--- Brief ---
Write out exactly the lines of the material below, beginning at the top and ending at the line that contains "receive the same".

--- Task input ---
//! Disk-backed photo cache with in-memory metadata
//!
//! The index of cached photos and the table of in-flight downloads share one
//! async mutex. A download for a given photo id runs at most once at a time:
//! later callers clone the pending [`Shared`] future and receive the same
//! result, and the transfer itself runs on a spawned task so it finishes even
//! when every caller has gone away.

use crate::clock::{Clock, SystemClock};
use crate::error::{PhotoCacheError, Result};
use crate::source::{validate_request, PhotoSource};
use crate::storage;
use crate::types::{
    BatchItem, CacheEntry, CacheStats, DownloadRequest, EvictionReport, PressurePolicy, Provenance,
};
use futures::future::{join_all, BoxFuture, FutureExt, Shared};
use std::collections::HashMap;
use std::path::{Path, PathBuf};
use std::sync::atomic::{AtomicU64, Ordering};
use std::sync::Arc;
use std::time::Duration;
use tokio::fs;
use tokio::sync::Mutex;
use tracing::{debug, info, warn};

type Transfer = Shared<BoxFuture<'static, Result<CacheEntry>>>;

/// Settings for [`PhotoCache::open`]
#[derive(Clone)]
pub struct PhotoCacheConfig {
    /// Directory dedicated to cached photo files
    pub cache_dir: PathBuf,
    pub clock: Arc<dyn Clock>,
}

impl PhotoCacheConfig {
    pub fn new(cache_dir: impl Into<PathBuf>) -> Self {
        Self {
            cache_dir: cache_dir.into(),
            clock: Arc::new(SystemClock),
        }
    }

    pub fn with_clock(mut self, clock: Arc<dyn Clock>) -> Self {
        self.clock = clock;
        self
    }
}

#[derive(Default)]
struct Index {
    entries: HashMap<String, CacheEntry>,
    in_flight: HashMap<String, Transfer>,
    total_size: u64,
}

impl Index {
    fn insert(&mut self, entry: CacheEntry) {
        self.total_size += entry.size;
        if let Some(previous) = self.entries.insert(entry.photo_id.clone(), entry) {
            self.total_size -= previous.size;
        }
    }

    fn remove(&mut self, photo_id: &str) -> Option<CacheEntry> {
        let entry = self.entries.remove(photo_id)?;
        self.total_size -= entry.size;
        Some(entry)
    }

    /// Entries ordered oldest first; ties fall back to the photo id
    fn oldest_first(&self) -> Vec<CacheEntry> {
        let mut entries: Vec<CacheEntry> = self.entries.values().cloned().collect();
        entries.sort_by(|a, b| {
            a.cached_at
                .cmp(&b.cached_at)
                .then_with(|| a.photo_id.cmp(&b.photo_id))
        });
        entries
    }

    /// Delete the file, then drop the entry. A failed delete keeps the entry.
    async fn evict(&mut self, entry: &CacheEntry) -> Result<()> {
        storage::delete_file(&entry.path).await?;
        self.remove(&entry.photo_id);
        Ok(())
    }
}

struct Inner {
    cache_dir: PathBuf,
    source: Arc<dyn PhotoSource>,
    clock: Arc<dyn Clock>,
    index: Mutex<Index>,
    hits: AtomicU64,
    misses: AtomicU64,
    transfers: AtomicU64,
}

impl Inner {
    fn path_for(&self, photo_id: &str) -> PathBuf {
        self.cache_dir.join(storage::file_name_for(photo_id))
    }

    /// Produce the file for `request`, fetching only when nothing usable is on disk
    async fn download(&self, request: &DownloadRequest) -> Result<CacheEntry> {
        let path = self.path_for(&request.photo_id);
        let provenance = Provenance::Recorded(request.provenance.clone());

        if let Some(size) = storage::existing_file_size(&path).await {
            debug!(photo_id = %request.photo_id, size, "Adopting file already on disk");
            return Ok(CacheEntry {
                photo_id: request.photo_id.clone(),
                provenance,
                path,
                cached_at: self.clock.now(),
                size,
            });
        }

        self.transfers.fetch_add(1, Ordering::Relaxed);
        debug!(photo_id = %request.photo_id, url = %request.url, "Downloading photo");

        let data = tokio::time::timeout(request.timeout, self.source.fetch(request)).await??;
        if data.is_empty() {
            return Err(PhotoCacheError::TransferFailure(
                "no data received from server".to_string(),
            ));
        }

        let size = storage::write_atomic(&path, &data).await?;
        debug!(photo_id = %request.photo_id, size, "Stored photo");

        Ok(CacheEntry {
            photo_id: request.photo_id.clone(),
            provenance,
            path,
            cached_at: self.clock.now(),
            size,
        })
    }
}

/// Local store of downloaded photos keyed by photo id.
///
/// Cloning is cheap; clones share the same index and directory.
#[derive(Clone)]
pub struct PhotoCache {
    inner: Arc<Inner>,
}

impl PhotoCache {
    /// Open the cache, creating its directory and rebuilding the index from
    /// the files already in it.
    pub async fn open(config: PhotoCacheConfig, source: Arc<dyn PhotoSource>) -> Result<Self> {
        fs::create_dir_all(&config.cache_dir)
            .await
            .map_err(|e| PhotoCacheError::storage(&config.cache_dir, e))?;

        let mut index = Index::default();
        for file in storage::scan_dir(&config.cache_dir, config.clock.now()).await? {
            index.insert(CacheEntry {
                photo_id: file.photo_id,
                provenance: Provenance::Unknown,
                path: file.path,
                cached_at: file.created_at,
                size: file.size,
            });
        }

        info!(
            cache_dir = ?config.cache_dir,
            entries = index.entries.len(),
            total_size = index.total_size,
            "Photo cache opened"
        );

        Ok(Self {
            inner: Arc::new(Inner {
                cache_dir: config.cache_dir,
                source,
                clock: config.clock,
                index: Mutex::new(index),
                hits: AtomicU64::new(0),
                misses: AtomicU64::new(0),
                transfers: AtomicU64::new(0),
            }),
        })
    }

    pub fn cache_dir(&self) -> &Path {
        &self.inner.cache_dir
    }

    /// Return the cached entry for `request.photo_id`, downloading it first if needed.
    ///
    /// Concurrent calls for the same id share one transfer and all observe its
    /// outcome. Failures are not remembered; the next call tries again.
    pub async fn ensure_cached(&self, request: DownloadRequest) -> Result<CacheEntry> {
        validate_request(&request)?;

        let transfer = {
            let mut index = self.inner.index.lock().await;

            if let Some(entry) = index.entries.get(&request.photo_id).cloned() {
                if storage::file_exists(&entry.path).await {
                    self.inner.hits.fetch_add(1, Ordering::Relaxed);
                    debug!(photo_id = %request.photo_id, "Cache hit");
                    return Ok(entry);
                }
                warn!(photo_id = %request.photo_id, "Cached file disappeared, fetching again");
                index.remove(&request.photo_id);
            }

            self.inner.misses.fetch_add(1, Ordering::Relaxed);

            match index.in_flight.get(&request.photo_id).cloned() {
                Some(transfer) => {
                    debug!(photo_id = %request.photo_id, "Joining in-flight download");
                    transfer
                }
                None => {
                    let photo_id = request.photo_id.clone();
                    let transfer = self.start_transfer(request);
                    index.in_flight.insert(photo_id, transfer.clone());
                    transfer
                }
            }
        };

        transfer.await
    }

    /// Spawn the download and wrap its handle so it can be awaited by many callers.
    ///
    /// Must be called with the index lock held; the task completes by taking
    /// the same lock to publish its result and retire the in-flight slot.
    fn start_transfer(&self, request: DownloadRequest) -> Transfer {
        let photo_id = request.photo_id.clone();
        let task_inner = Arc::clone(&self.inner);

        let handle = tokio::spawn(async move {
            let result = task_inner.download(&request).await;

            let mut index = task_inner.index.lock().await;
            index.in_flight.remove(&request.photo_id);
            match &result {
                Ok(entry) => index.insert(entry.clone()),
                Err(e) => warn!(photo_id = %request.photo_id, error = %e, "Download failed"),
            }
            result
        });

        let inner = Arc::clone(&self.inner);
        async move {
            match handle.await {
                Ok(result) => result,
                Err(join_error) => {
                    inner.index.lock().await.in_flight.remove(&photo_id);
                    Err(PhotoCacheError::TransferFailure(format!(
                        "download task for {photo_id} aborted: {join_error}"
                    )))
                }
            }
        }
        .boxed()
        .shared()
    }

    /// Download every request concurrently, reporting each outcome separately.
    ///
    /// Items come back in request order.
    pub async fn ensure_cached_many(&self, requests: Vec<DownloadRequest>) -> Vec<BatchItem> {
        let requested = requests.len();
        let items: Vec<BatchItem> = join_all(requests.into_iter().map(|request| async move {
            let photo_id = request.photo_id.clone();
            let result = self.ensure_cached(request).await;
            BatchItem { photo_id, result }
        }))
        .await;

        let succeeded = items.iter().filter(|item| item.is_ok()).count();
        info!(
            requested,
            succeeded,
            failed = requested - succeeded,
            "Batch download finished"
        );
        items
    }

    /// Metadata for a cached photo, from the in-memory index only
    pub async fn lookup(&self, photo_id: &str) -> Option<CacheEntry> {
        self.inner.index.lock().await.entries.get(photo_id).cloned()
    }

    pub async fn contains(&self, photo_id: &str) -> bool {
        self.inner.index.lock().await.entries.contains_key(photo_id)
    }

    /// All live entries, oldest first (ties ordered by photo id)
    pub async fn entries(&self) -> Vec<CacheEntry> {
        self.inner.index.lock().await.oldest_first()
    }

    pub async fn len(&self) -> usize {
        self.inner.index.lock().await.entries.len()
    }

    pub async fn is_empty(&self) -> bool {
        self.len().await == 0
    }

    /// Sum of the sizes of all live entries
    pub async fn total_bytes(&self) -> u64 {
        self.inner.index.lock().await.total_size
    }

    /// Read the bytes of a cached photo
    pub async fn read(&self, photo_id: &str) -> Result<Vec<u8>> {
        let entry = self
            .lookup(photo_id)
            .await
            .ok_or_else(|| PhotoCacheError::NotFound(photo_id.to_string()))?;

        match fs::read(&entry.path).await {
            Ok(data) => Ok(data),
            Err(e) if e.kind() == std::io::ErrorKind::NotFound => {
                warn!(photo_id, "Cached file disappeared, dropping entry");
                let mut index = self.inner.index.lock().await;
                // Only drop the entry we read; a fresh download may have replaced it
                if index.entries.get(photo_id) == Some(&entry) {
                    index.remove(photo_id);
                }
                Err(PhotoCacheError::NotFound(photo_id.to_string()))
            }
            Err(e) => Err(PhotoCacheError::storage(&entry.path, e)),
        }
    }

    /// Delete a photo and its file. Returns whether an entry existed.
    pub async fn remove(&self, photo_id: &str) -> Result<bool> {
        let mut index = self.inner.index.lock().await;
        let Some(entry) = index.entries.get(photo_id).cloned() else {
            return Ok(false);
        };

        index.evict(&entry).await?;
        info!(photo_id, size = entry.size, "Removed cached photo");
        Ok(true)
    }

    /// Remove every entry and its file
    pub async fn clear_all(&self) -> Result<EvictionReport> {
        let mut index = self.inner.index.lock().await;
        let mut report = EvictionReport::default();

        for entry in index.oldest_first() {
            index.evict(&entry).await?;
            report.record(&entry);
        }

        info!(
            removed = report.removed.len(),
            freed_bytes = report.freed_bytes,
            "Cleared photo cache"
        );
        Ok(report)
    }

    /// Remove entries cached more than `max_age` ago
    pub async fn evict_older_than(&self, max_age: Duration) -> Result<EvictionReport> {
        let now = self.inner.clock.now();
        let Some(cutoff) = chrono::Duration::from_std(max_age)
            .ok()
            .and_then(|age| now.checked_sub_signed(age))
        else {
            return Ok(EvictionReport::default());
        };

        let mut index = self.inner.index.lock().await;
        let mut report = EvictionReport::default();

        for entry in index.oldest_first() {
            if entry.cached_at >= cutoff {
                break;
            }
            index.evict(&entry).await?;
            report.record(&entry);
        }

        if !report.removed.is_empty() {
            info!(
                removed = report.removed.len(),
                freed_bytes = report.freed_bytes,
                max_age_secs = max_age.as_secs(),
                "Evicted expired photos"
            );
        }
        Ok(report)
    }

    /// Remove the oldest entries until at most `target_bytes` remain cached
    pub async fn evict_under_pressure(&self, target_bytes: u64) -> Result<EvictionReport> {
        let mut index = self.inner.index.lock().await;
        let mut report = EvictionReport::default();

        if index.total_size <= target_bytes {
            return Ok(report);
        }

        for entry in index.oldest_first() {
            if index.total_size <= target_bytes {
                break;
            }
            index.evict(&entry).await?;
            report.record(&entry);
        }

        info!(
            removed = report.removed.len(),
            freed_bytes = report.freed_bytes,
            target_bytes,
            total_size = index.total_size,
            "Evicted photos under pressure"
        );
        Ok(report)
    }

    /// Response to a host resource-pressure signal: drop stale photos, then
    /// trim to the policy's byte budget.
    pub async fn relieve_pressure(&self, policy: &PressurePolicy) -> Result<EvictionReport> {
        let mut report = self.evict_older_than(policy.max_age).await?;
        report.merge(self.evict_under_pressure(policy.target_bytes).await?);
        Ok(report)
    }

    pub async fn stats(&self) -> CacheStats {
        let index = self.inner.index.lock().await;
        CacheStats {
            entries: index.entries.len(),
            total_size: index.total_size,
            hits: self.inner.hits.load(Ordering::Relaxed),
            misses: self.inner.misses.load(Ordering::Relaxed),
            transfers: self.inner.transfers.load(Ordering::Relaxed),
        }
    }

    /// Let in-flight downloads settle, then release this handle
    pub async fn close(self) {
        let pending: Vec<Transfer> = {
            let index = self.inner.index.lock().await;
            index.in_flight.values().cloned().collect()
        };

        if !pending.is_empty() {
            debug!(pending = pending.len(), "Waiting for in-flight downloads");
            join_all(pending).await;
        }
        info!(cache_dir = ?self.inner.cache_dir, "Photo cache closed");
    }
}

--- Task output ---
//! Disk-backed photo cache with in-memory metadata
//!
//! The index of cached photos and the table of in-flight downloads share one
//! async mutex. A download for a given photo id runs at most once at a time:
//! later callers clone the pending [`Shared`] future and receive the same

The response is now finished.